Tuesday, April 19, 2011

Ask Tony: Where did the bishop's mitre come from?

Pope St. Gregory the Great w/ camelaucum
While I was traveling to Indianapolis, I missed my connector due to a flight delay and ended up spending the night in Denver. While I was there, I had breakfast with Bob and Jo Anderson, my buddy's parents and good friends of mine.

At one point, we got on the subject of Archbishop Charles J. Chaput, the ordinary of Denver. "That's something I've been meaning to ask you," Jo exclaimed. "You know those funny hats bishops wear—"

"Mitres," I supplied.

"Yeah. You know, Bob and I have always wanted to know where those came from."

Glad you asked, and here's your answer:

Pope Benedict XVI with mitre

The mitre probably stemmed from a cap worn by officials of the Eastern Roman Empire, the kamelaukion or camelaucum, which was itself an adaptation of a common cap of the Greco-Roman world, the Phrygian cap (frigium), a conical cap (see the picture of Pope St. Gregory the Great). But the word mitra doesn't actually show up until a papal bull issued by Leo IX in 1049.

According to the old Catholic Encyclopedia (1911), the peak of the camelaucum began to round off about 1100; then the cap began to show up with a depression running from forehead to the occiput similar to the one on a cowboy hat or a fedora, occasionally with a decorative band running down its center. The twin puffs this created eventually took on the appearance of horns. Then the horns eventually were oriented fore and aft. All in all, the transition occurred in about a century, although it didn't take place everywhere in the west at the same time. Finally, the peaks of the horns grew over the next few centuries, taking on its current shape probably in the last couple of centuries.

Eastern mitre (from catalogue-four views)
The mitre has two fringed bands, called infulae or lappets, hanging down in back. The origin of these bands isn't precisely known; there's some speculation that it refers back to the headband Greek runners used to wear, and suggested by the metaphor of the race St. Paul uses in 2 Timothy 4:7-8. However, this may be a retrojected explanation, so don't take it too seriously.

Not Catholic bishops!
The Latin-rite Church has three kinds of mitre: the mitra simplex, an ordinary white mitre with red fringes on the lappets; the mitra pretiosa, usually made of gold cloth, often with plenty of decorative stitching, very rarely with precious stones; and the mitra auriphrygiata, a white mitre with decorative bands, usually of gold or the appropriate liturgical color. The Eastern churches, both Catholic and Orthodox, also have a mitre; however, it more closely follows the shape of an Eastern crown. The Oriental Orthodox's mitre looks a bit like a turban.
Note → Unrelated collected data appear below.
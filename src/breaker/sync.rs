//! Synchronous circuit breaker for the blocking execution shape.

use crate::breaker::core::{
    Admission, BreakerConfig, BreakerCore, BreakerSnapshot, BreakerState, BreakerTransition,
};
use crate::clock::{Clock, SystemClock};
use std::sync::{Arc, Mutex};
use uuid::Uuid;

/// Per-proxy circuit breaker guarded by a `std::sync::Mutex`.
///
/// All four operations take the exclusive lock, including
/// [`should_attempt`](CircuitBreaker::should_attempt): admission is a
/// read-then-modify step, and two callers must never both believe they are
/// the sole half-open probe.
#[derive(Debug)]
pub struct CircuitBreaker {
    inner: Mutex<BreakerCore>,
}

impl CircuitBreaker {
    pub fn new(proxy_id: Uuid) -> Self {
        Self::with_config(proxy_id, BreakerConfig::default())
    }

    pub fn with_config(proxy_id: Uuid, config: BreakerConfig) -> Self {
        Self { inner: Mutex::new(BreakerCore::new(proxy_id, config, Arc::new(SystemClock))) }
    }

    /// Override the clock (deterministic tests).
    pub fn with_clock(self, clock: Arc<dyn Clock>) -> Self {
        self.lock().set_clock(clock);
        self
    }

    /// Rebuild a breaker from a persisted snapshot. Probe deadlines carry
    /// over; the half-open in-flight flag does not survive a restart.
    pub fn restore(snapshot: BreakerSnapshot, clock: Arc<dyn Clock>) -> Self {
        Self { inner: Mutex::new(BreakerCore::restore(snapshot, clock)) }
    }

    pub fn record_failure(&self) -> Option<BreakerTransition> {
        self.lock().record_failure()
    }

    pub fn record_success(&self) -> Option<BreakerTransition> {
        self.lock().record_success()
    }

    pub fn should_attempt(&self) -> Admission {
        self.lock().should_attempt()
    }

    pub fn reset(&self) -> Option<BreakerTransition> {
        self.lock().reset()
    }

    pub fn state(&self) -> BreakerState {
        self.lock().state()
    }

    pub fn failure_count(&self) -> usize {
        self.lock().failure_count()
    }

    pub fn config(&self) -> BreakerConfig {
        self.lock().config()
    }

    pub fn snapshot(&self) -> BreakerSnapshot {
        self.lock().snapshot()
    }

    fn lock(&self) -> std::sync::MutexGuard<'_, BreakerCore> {
        self.inner.lock().unwrap_or_else(|poisoned| poisoned.into_inner())
    }
}
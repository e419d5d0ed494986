//! Least-used selection.

use crate::proxy::Proxy;
use crate::strategy::{RotationStrategy, SelectionContext};
use chrono::{DateTime, Utc};

/// Picks the candidate with the fewest total requests. Ties break toward
/// the oldest `last_success_at` (never-succeeded counts as oldest), then
/// deterministic id order.
#[derive(Debug, Default)]
pub struct LeastUsedStrategy;

impl LeastUsedStrategy {
    pub fn new() -> Self {
        Self
    }

    fn sort_key(proxy: &Proxy) -> (u64, Option<DateTime<Utc>>, uuid::Uuid) {
        // `None < Some(_)` in Option's ordering, so never-succeeded sorts first.
        (proxy.total_requests, proxy.last_success_at, proxy.id)
    }
}

impl RotationStrategy for LeastUsedStrategy {
    fn name(&self) -> &'static str {
        "least-used"
    }

    fn select<'a>(&self, candidates: &'a [Proxy], _ctx: &SelectionContext<'_>) -> Option<&'a Proxy> {
        candidates.iter().min_by_key(|p| Self::sort_key(p))
    }
}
 In the Catholic Church, the mitre is worn by bishops, cardinals and abbots only. In the Eastern Orthodox churches, a priest may be awarded the right to wear a mitre with the cross on its top lying flat rather than standing upright.

Of course, the larger mainstream Protestant churches also have bishops, who also wear the mitre. Unfortunately, like other vestments, the mitre is often decorated and colored with no sense of liturgical propriety; a site called Bad Vestments, run by an Anglican, is dedicated to outstanding examples of ecclesial bad taste, and is ecumenical in its ridicule.

There's a lesson in here for bloggers: You never know what ideas you may get and where you might get them. And for Christians: Had I not had the misfortune of having been delayed in my travel, I wouldn't have gotten to meet up with Bob and Jo, which in itself was a great blessing.


  1. Great post Anthony but I was also under the impression that the mitre symbolizes flames, that is, the Holy Ghost. Now I don't know where I got that from, have you found any record of that?

  2. Didn't see it in either of the articles that served as my primary sources. That might be a case of retrojected symbolism, which is not necessarily a bad thing.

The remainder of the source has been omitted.